Nintendo wouldn’t touch the game, so it was published in the UK by THQ and Rare kept the rights. Rare’s still owned by Microsoft, so no Virtual Console release.

Mercifully, then, we have the Microsoft-published Xbox remake, Conker: Live & Reloaded. It’s much prettier and it works on an Xbox 360. Problem solved? Nope. You see, it had its name changed before release from Conker: Live & Uncut, which should set off alarm bells. Compare, for example, the Great Mighty Poo scene on a Nintendo 64 to Microsoft’s adult-friendly shooter box. As someone who won’t watch a film when it’s been cut by seconds, this is completely unacceptable. No shit. Literally.

Microsoft isn’t new at this console game any more, and it’s certainly not averse to publishing adult content in its games. In that case, how about giving Conker the same treatment as Banjo-Kazooie and Banjo-Tooie, which both had excellent, well-received Xbox Live Arcade ports that updated the games and even added functionality that was dropped from the N64 originals? Get me a playable, uncut version of the game – hell, maybe throw in the lovely assets from the Xbox port – and you’ll both redeem yourselves for Live & Reloaded and make me feel much better for having sold out on my original copy.

The Kick Up the Arse That Pokémon Needed

It’s funny what a difference a few tweaks in the right place can make. I wrote back in 2011 about my disappointment in Pokémon White, my first foray into the series since the GBA evidence to me that it was a series in decline. It was a sense of diminishing returns that left my copy of Sapphire abandoned and Blue as my only game with a full Pokédex, and a hardware generation and a couple of instalments in the game series hadn’t done anything to advance things substantially.

As you might have guessed, I’ve recently given it another go with Pokémon X. Fool me once and all that, but my 1998 self would have been so deliriously happy with a fully 3D Pokémon game that I couldn’t resist. And, unsurprisingly, not much has changed between this and Black and White. Nor, indeed, the Game Boy games. Maybe I’m a graphics whore or something, but the little changes here have made all the difference.

Pokémon X/Y Trainer

Graphics aren’t everything, sure, but they are something, and Pokémon X – or Y, but I’m going to talk about the version I own – doesn’t feel as half-arsed as Black/White did. Seeing those monsters in three dimensions, performing flashy attacks beyond bobbing the sprite up and down, adds dramatically to the personality and appeal. It’s like going from a pen-and-paper RPG to, well, a video game.
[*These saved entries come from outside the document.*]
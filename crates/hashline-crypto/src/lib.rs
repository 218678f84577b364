//! # Hashline Crypto
//!
//! Cryptographic primitives for the hashline protocol stack:
//! - X25519 key agreement (line establishment)
//! - Ed25519 identity signatures (open-packet authentication)
//! - `XChaCha20-Poly1305` AEAD (inner packets, signatures, line traffic)
//! - BLAKE3 hashing and context-separated key derivation
//! - Sealed keys (public-key encryption of ephemeral key material)
//!
//! All key derivation steps of the line handshake live here so that the
//! core crate never touches raw secret bytes directly.

#![warn(missing_docs)]
#![warn(clippy::all)]
#![deny(unsafe_code)]

pub mod aead;
pub mod agreement;
pub mod error;
pub mod hash;
pub mod random;
pub mod sealed;
pub mod signatures;

pub use aead::{AeadKey, KEY_SIZE, NONCE_SIZE, Nonce, TAG_SIZE};
pub use agreement::{AgreementPublic, AgreementSecret, SharedSecret};
pub use error::CryptoError;
pub use hash::{HashOutput, hash};
pub use sealed::{SEALED_KEY_OVERHEAD, SealedKey};
pub use signatures::{SIGNATURE_SIZE, Signature, SigningKey, VerifyingKey};

/// Size of a line identifier token in bytes.
pub const LINE_ID_SIZE: usize = 16;

/// Direction-asymmetric symmetric keys for an established line.
///
/// `encrypt` protects outbound channel packets, `decrypt` opens inbound
/// ones. The two are derived from the same shared secret with the line
/// identifier order swapped, so they are never equal.
pub struct LineKeys {
    /// Key for outbound line traffic.
    pub encrypt: AeadKey,
    /// Key for inbound line traffic.
    pub decrypt: AeadKey,
}

impl LineKeys {
    /// Derive both line keys from an X25519 shared secret and the two
    /// 16-byte line identifiers.
    ///
    /// `local_id` is the token we generated, `remote_id` the one the peer
    /// sent in its open packet. Both sides call this with their own view,
    /// which makes A's encrypt key equal B's decrypt key and vice versa.
    #[must_use]
    pub fn derive(
        secret: &SharedSecret,
        local_id: &[u8; LINE_ID_SIZE],
        remote_id: &[u8; LINE_ID_SIZE],
    ) -> Self {
        Self {
            encrypt: AeadKey::new(hash::derive_line_key(secret.as_bytes(), local_id, remote_id)),
            decrypt: AeadKey::new(hash::derive_line_key(secret.as_bytes(), remote_id, local_id)),
        }
    }
}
Another complaint I had about Black/White was that I found Pokémon to be insultingly formulaic. To illustrate:

  • It’s time for you to become a Pokémon trainer! Go and get your starter from the local professor!
  • Your rival picked the opposing element, so fight him/her.
  • Work your way through the gym leaders.
  • Thwart the plot of a criminal gang with a weird uniform, staffed entirely by incompetent henchmen.
  • Head to Victory Road and beat the Elite Four.
  • Uncover some secret of Pokémon mastery that the world’s scientists couldn’t crack a kid could for some reason.
  • Go after a set of one-of-a-kind legendaries.
  • If you’re not bored by now, pour months into building a competitive team.
  • Oh, and catch ’em all™.

Which Pokémon game am I talking about? It basically could be any of them.
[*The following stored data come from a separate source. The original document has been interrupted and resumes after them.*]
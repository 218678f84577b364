//! # Hashline Transport
//!
//! Datagram transport abstraction consumed by the hashline core. The
//! protocol only needs unreliable, unordered datagrams: `send_to` and
//! `recv_from` against opaque socket addresses. Two backends ship here:
//!
//! - [`udp::UdpTransport`] - async UDP via tokio, the production path;
//! - [`mem::MemTransport`] - an in-process paired transport with optional
//!   loss/reorder injection, used by the integration tests.

#![warn(missing_docs)]
#![warn(clippy::all)]
#![deny(unsafe_code)]

pub mod mem;
pub mod transport;
pub mod udp;

pub use mem::{MemNetwork, MemTransport};
pub use transport::{Transport, TransportError, TransportResult, TransportStats};
pub use udp::UdpTransport;
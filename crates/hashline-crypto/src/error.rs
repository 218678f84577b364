//! Error types for cryptographic operations.

use thiserror::Error;

/// Errors produced by the hashline crypto primitives.
///
/// Deliberately coarse: callers at the protocol layer treat any crypto
/// failure as "drop the packet", so the variants only need to support
/// logging, never recovery logic.
#[derive(Debug, Error, PartialEq, Eq)]
pub enum CryptoError {
    /// AEAD decryption failed (wrong key, corrupted ciphertext, or tag mismatch)
    #[error("decryption failed")]
    DecryptionFailed,

    /// Input was too short to contain the expected structure
    #[error("input too short: expected at least {expected}, got {actual}")]
    TooShort {
        /// Minimum length required
        expected: usize,
        /// Length actually supplied
        actual: usize,
    },

    /// Signature verification failed
    #[error("invalid signature")]
    InvalidSignature,

    /// Public key bytes did not describe a usable key
    #[error("invalid public key")]
    InvalidPublicKey,

    /// Key agreement produced a degenerate (low-order) shared secret
    #[error("degenerate shared secret")]
    DegenerateSecret,
}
X is the same, but by not looking just like it did on the Game Boy and delivering the occasional well-placed hit of nostalgia (see screenshot below) it tickles the urge that the last generation failed to. If I’d drifted away from the series and come back to this instalment, I’d have been perfectly happy with how much things had progressed.
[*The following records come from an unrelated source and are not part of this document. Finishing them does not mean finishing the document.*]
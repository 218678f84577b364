//! Datagram-style channels: no ordering, no retransmission.
//!
//! Packets go out as built and arrive in whatever order the network
//! picks. The only state is a bounded receive backlog; packets past the
//! bound are dropped the way a full socket buffer drops datagrams.

use crate::channel::RcvOutcome;
use crate::config::SwitchConfig;
use crate::error::Error;
use crate::packet::{Header, Packet};
use std::collections::VecDeque;

pub(crate) struct UnreliableState {
    backlog: usize,
    rcv_buf: VecDeque<Packet>,
    end_sent: bool,
    end_rcvd: bool,
}

impl UnreliableState {
    pub(crate) fn new(config: &SwitchConfig) -> Self {
        Self {
            backlog: config.recv_backlog,
            rcv_buf: VecDeque::new(),
            end_sent: false,
            end_rcvd: false,
        }
    }

    pub(crate) fn send(&mut self, header: Header, body: Vec<u8>) -> Packet {
        if header.end {
            self.end_sent = true;
        }
        Packet::new(header, body)
    }

    pub(crate) fn receive(&mut self, pkt: Packet) -> RcvOutcome {
        let mut out = RcvOutcome::default();
        if self.rcv_buf.len() >= self.backlog {
            out.dropped = Some(Error::InvalidPacket("receive backlog full"));
            return out;
        }
        if pkt.header().is_some_and(|h| h.end) {
            self.end_rcvd = true;
        }
        self.rcv_buf.push_back(pkt);
        out.delivered = true;
        out
    }

    pub(crate) fn pop(&mut self) -> Option<Packet> {
        self.rcv_buf.pop_front()
    }

    pub(crate) fn all_done(&self) -> bool {
        self.end_sent || (self.end_rcvd && self.rcv_buf.is_empty())
    }
}

#[cfg(test)]
mod tests {
    use super::*;

    fn state() -> UnreliableState {
        UnreliableState::new(&SwitchConfig {
            recv_backlog: 3,
            ..SwitchConfig::default()
        })
    }

    fn pkt(n: u8) -> Packet {
        Packet::new(Header::channel(1), vec![n])
    }

    #[test]
    fn test_arrival_order_preserved() {
        let mut s = state();
        s.receive(pkt(2));
        s.receive(pkt(0));
        assert_eq!(s.pop().unwrap().body, vec![2]);
        assert_eq!(s.pop().unwrap().body, vec![0]);
        assert!(s.pop().is_none());
    }

    #[test]
    fn test_backlog_drops_overflow() {
        let mut s = state();
        for n in 0..3 {
            assert!(s.receive(pkt(n)).dropped.is_none());
        }
        assert!(matches!(
            s.receive(pkt(9)).dropped,
            Some(Error::InvalidPacket("receive backlog full"))
        ));

        // Draining makes room again.
        s.pop();
        assert!(s.receive(pkt(9)).dropped.is_none());
    }

    #[test]
    fn test_done_after_end() {
        let mut s = state();
        assert!(!s.all_done());

        let end = Packet::new(
            Header {
                end: true,
                ..Header::channel(1)
            },
            Vec::new(),
        );
        s.receive(end);
        assert!(!s.all_done());
        s.pop();
        assert!(s.all_done());
    }
}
Pokémon X/Y Mega Blastoise

It’s still not the 3D adventure that I would have killed for in 1998 – Monster Hunter looks closer to that ideal, so it’s feasible, though perhaps not from a small team on a release schedule like Game Freak’s – but as a much-needed improvement to a stagnated franchise, Pokémon X delivers. Given that delivering on the series’ potential would require Nintendo to release powerful hardware, show some ambition and overhaul a proven cash cow, I’ll take what I can get.